Stored data entries:
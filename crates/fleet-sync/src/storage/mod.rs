//! 本地存储模块
//!
//! - `LocalCollection`：本地车辆集合的最小契约（全量读取、按 key 读取、插入、保存、删除）
//! - `MemoryCollection`：内存实现（测试 / 演示）
//! - `SqliteCollection`：SQLite 实现，迁移由 refinery 管理
//! - `db_actor`：专用线程持有集合，所有本地读写经 channel 串行执行

pub mod db_actor;
pub mod memory;
pub mod migrate;
pub mod sqlite;

pub use db_actor::LocalStoreHandle;
pub use memory::MemoryCollection;
pub use sqlite::SqliteCollection;

use uuid::Uuid;

use crate::error::Result;
use crate::model::Vehicle;

/// 本地车辆集合
///
/// 同步核心不关心存储引擎；实现只需保证同一 id 至多一条记录。
pub trait LocalCollection: Send {
    /// 全部车辆，按插入顺序
    fn fetch_all(&self) -> Result<Vec<Vehicle>>;

    /// 按 id 精确查找
    fn fetch_by_id(&self, id: Uuid) -> Result<Option<Vehicle>>;

    /// 插入新记录；id 已存在时返回错误
    fn insert(&mut self, vehicle: &Vehicle) -> Result<()>;

    /// 按 id 整体写入（存在则覆盖，不存在则插入）
    fn save(&mut self, vehicle: &Vehicle) -> Result<()>;

    /// 按 id 删除；返回是否确实删除了记录
    fn delete(&mut self, id: Uuid) -> Result<bool>;

    fn count(&self) -> Result<usize> {
        Ok(self.fetch_all()?.len())
    }
}

impl<C: LocalCollection + ?Sized> LocalCollection for Box<C> {
    fn fetch_all(&self) -> Result<Vec<Vehicle>> {
        (**self).fetch_all()
    }

    fn fetch_by_id(&self, id: Uuid) -> Result<Option<Vehicle>> {
        (**self).fetch_by_id(id)
    }

    fn insert(&mut self, vehicle: &Vehicle) -> Result<()> {
        (**self).insert(vehicle)
    }

    fn save(&mut self, vehicle: &Vehicle) -> Result<()> {
        (**self).save(vehicle)
    }

    fn delete(&mut self, id: Uuid) -> Result<bool> {
        (**self).delete(id)
    }

    fn count(&self) -> Result<usize> {
        (**self).count()
    }
}
//! 车库同步演示
//!
//! 两台"设备"共享一个进程内远端：设备 A 离线新增车辆后登录推送，
//! 设备 B 登录后通过订阅收到该车辆；随后演示部分失败与同步错误。

use std::sync::Arc;

use fleet_sync::{
    document_id, CollectionPath, FleetSync, FleetSyncConfig, MemoryCollection, MemoryRemoteStore,
    RemoteError, SyncEvent, Vehicle,
};
use tokio::time::{sleep, Duration};

#[tokio::main]
async fn main() -> Result<(), Box<dyn std::error::Error>> {
    tracing_subscriber::fmt()
        .with_max_level(tracing::Level::INFO)
        .init();

    println!("========================================");
    println!("Fleet Sync 演示");
    println!("========================================\n");

    let remote = MemoryRemoteStore::new();
    let config = FleetSyncConfig::builder().debug_mode(true).build();

    let device_a = FleetSync::with_collection(
        config.clone(),
        MemoryCollection::new(),
        Arc::new(remote.clone()),
    )?;
    let device_b =
        FleetSync::with_collection(config, MemoryCollection::new(), Arc::new(remote.clone()))?;

    // === 1. 离线新增 ===
    let mut tesla = Vehicle::new("Tesla", "Model 3", 2021);
    tesla.trim = "Long Range".to_string();
    tesla.color = "Pearl White".to_string();
    device_a.add_vehicle(tesla.clone()).await?;
    println!("设备 A 离线新增: {}", tesla.display_name());

    // === 2. 登录并推送 ===
    let report = device_a.sign_in("driver-1").await?;
    println!("设备 A 登录，推送 {} 条", report.uploaded);

    // === 3. 设备 B 通过订阅收到 ===
    let mut events = device_b.subscribe_events();
    device_b.sign_in("driver-1").await?;
    sleep(Duration::from_millis(100)).await;
    while let Ok(event) = events.try_recv() {
        if let SyncEvent::BatchApplied(report) = event {
            println!(
                "设备 B 应用批次: inserted={} updated={} removed={}",
                report.inserted, report.updated, report.removed
            );
        }
    }
    for v in device_b.vehicles().await? {
        println!("设备 B 本地车辆: {} ({})", v.display_name(), v.subtitle());
    }

    // === 4. 部分失败 ===
    let bmw = Vehicle::new("BMW", "M4", 2022);
    remote.fail_writes_for(
        &document_id(bmw.id),
        RemoteError::PermissionDenied("write rule rejected".into()),
    );
    if let Err(e) = device_a.add_vehicle(bmw).await {
        println!("上传失败（本地保留）: {}", e);
    }
    if let Err(e) = device_a.sync_all().await {
        println!("全量推送: {}", e);
    }
    remote.clear_write_failures();

    // === 5. 粘性同步错误 ===
    let path = CollectionPath::for_identity("driver-1")?;
    remote.push_error(&path, RemoteError::Network("connection reset".into()));
    sleep(Duration::from_millis(50)).await;
    if let Some(err) = device_b.last_sync_error() {
        println!("设备 B 同步错误: {}", err);
    }
    device_a.sync_all().await?;
    sleep(Duration::from_millis(50)).await;
    println!(
        "设备 B 同步错误已清除: {}",
        device_b.last_sync_error().is_none()
    );

    device_a.shutdown().await;
    device_b.shutdown().await;
    println!("\n演示结束");
    Ok(())
}
//! 版本与运行时元信息
//!
//! - **Crate Version** → Cargo.toml（唯一权威源）
//! - **Migration Version** → migrations 文件（文件即版本，由 refinery 自动管理）

/// crate semver，来自 Cargo.toml
pub const FLEET_VERSION: &str = env!("CARGO_PKG_VERSION");

/// 当前支持的最高本地数据库 migration 版本（refinery_schema_history 的 version）。
/// 由 build.rs 扫描 migrations/ 下 V{version}__*.sql 取最大值生成。
pub const FLEET_DB_VERSION: i64 = parse_db_version(env!("FLEET_DB_VERSION"));

/// 编译期解析版本号字符串为 i64（build.rs 只会输出纯数字）
const fn parse_db_version(s: &str) -> i64 {
    let b = s.as_bytes();
    let mut v = 0i64;
    let mut i = 0usize;
    while i < b.len() {
        if b[i] >= b'0' && b[i] <= b'9' {
            v = v * 10 + (b[i] - b'0') as i64;
        }
        i += 1;
    }
    v
}
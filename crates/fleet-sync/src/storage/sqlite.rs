//! SQLite 车辆集合
//!
//! 聚合根整体以 JSON 存入 `payload` 列；make / model / year 冗余成列便于排查。

use std::path::Path;

use chrono::Utc;
use rusqlite::{params, Connection, OptionalExtension};
use tracing::info;
use uuid::Uuid;

use super::migrate;
use super::LocalCollection;
use crate::codec::document_id;
use crate::error::{FleetSyncError, Result};
use crate::model::Vehicle;

pub struct SqliteCollection {
    conn: Connection,
}

impl std::fmt::Debug for SqliteCollection {
    fn fmt(&self, f: &mut std::fmt::Formatter<'_>) -> std::fmt::Result {
        f.debug_struct("SqliteCollection")
            .field("path", &self.conn.path())
            .finish()
    }
}

impl SqliteCollection {
    /// 打开（必要时创建）数据库文件并执行迁移
    pub fn open(path: impl AsRef<Path>) -> Result<Self> {
        let path = path.as_ref();
        if let Some(parent) = path.parent() {
            if !parent.as_os_str().is_empty() {
                std::fs::create_dir_all(parent)
                    .map_err(|e| FleetSyncError::IO(format!("创建数据目录失败: {}", e)))?;
            }
        }
        let conn = Connection::open(path)?;
        let collection = Self::from_connection(conn)?;
        info!("本地车辆库已打开: {}", path.display());
        Ok(collection)
    }

    pub fn open_in_memory() -> Result<Self> {
        Self::from_connection(Connection::open_in_memory()?)
    }

    fn from_connection(mut conn: Connection) -> Result<Self> {
        migrate::init_db(&mut conn)?;
        Ok(Self { conn })
    }

    fn key(id: Uuid) -> String {
        document_id(id)
    }

    fn decode_payload(payload: &str) -> Result<Vehicle> {
        Ok(serde_json::from_str(payload)?)
    }
}

impl LocalCollection for SqliteCollection {
    fn fetch_all(&self) -> Result<Vec<Vehicle>> {
        let mut stmt = self
            .conn
            .prepare("SELECT payload FROM vehicles ORDER BY created_at ASC, rowid ASC")?;
        let rows = stmt.query_map([], |row| row.get::<_, String>(0))?;
        let mut vehicles = Vec::new();
        for payload in rows {
            vehicles.push(Self::decode_payload(&payload?)?);
        }
        Ok(vehicles)
    }

    fn fetch_by_id(&self, id: Uuid) -> Result<Option<Vehicle>> {
        let payload: Option<String> = self
            .conn
            .query_row(
                "SELECT payload FROM vehicles WHERE id = ?1",
                params![Self::key(id)],
                |row| row.get(0),
            )
            .optional()?;
        payload.map(|p| Self::decode_payload(&p)).transpose()
    }

    fn insert(&mut self, vehicle: &Vehicle) -> Result<()> {
        let payload = serde_json::to_string(vehicle)?;
        let now = Utc::now().timestamp_millis();
        self.conn
            .execute(
                "INSERT INTO vehicles (id, make, model, year, payload, created_at, updated_at)
                 VALUES (?1, ?2, ?3, ?4, ?5, ?6, ?6)",
                params![
                    Self::key(vehicle.id),
                    vehicle.make,
                    vehicle.model,
                    vehicle.year,
                    payload,
                    now
                ],
            )
            .map_err(|e| {
                FleetSyncError::LocalStore(format!("插入车辆 {} 失败: {}", vehicle.id, e))
            })?;
        Ok(())
    }

    fn save(&mut self, vehicle: &Vehicle) -> Result<()> {
        let payload = serde_json::to_string(vehicle)?;
        let now = Utc::now().timestamp_millis();
        self.conn.execute(
            "INSERT INTO vehicles (id, make, model, year, payload, created_at, updated_at)
             VALUES (?1, ?2, ?3, ?4, ?5, ?6, ?6)
             ON CONFLICT(id) DO UPDATE SET
                make = excluded.make,
                model = excluded.model,
                year = excluded.year,
                payload = excluded.payload,
                updated_at = excluded.updated_at",
            params![
                Self::key(vehicle.id),
                vehicle.make,
                vehicle.model,
                vehicle.year,
                payload,
                now
            ],
        )?;
        Ok(())
    }

    fn delete(&mut self, id: Uuid) -> Result<bool> {
        let affected = self
            .conn
            .execute("DELETE FROM vehicles WHERE id = ?1", params![Self::key(id)])?;
        Ok(affected > 0)
    }

    fn count(&self) -> Result<usize> {
        let n: i64 = self
            .conn
            .query_row("SELECT COUNT(*) FROM vehicles", [], |row| row.get(0))?;
        Ok(n.max(0) as usize)
    }
}

#[cfg(test)]
mod tests {
    use super::*;
    use crate::model::{Recall, TrendDirection, Valuation, ValuationTrend};
    use tempfile::TempDir;

    fn sample() -> Vehicle {
        let mut v = Vehicle::new("Tesla", "Model 3", 2021);
        v.mileage = 28_000;
        v.recalls.push(Recall {
            id: Uuid::new_v4(),
            title: "Seat belt chime".to_string(),
            details: String::new(),
            source: "NHTSA".to_string(),
            date_issued: Utc::now(),
            is_resolved: false,
        });
        v.valuation = Some(Valuation {
            trade_in: 29_000,
            private_sale: 34_200,
            dealer: 37_000,
            trend: ValuationTrend {
                amount: 450,
                direction: TrendDirection::Down,
                summary: String::new(),
            },
            last_updated: Utc::now(),
        });
        v
    }

    #[test]
    fn aggregate_survives_storage() {
        let mut store = SqliteCollection::open_in_memory().unwrap();
        let v = sample();
        store.insert(&v).unwrap();
        assert_eq!(store.fetch_by_id(v.id).unwrap(), Some(v.clone()));
        assert_eq!(store.fetch_all().unwrap(), vec![v]);
    }

    #[test]
    fn duplicate_insert_fails_but_save_overwrites() {
        let mut store = SqliteCollection::open_in_memory().unwrap();
        let mut v = sample();
        store.insert(&v).unwrap();
        assert!(store.insert(&v).is_err());

        v.model = "Model Y".to_string();
        store.save(&v).unwrap();
        assert_eq!(store.count().unwrap(), 1);
        assert_eq!(store.fetch_by_id(v.id).unwrap().unwrap().model, "Model Y");
    }

    #[test]
    fn save_inserts_missing_and_delete_reports_result() {
        let mut store = SqliteCollection::open_in_memory().unwrap();
        let v = sample();
        store.save(&v).unwrap();
        assert!(store.delete(v.id).unwrap());
        assert!(!store.delete(v.id).unwrap());
        assert_eq!(store.fetch_by_id(v.id).unwrap(), None);
    }

    #[test]
    fn reopening_file_keeps_records() {
        let dir = TempDir::new().unwrap();
        let path = dir.path().join("nested").join("fleet.db");
        let v = sample();
        {
            let mut store = SqliteCollection::open(&path).unwrap();
            store.insert(&v).unwrap();
        }
        let store = SqliteCollection::open(&path).unwrap();
        assert_eq!(store.fetch_all().unwrap(), vec![v]);
    }
}
//! Error types for clocks and CRDT states.

use thiserror::Error;

/// Result type for clock and CRDT operations.
pub type CrdtResult<T> = Result<T, CrdtError>;

/// Errors raised synchronously by clocks and CRDT operations.
///
/// Every operation that returns one of these leaves its receiver unchanged.
#[derive(Debug, Clone, PartialEq, Eq, Error)]
pub enum CrdtError {
    /// A logical clock is already at its type's maximum.
    #[error("logical clock overflow")]
    ClockOverflow,

    /// The data type does not support this operation.
    #[error("unsupported operation: {0}")]
    Unsupported(&'static str),

    /// Elements were permanently removed and can never be added again.
    #[error("cannot add permanently removed element(s): {}", elements.join(", "))]
    InsertionFailed {
        /// `Debug` rendering of each offending element.
        elements: Vec<String>,
    },
}

impl CrdtError {
    pub(crate) fn insertion_failed<'a, T, I>(elements: I) -> Self
    where
        T: std::fmt::Debug + 'a,
        I: IntoIterator<Item = &'a T>,
    {
        Self::InsertionFailed {
            elements: elements.into_iter().map(|e| format!("{e:?}")).collect(),
        }
    }
}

» What to do:
Write out exactly the lines above between the line with "let store = SqliteCollection::open(&path).unwrap();" and the line with "#[derive(Debug, Clone, PartialEq, Eq, Error)]", inclusive, and nothing beyond them.

» Result:
        let store = SqliteCollection::open(&path).unwrap();
        assert_eq!(store.fetch_all().unwrap(), vec![v]);
    }
}
//! Error types for clocks and CRDT states.

use thiserror::Error;

/// Result type for clock and CRDT operations.
pub type CrdtResult<T> = Result<T, CrdtError>;

/// Errors raised synchronously by clocks and CRDT operations.
///
/// Every operation that returns one of these leaves its receiver unchanged.
#[derive(Debug, Clone, PartialEq, Eq, Error)]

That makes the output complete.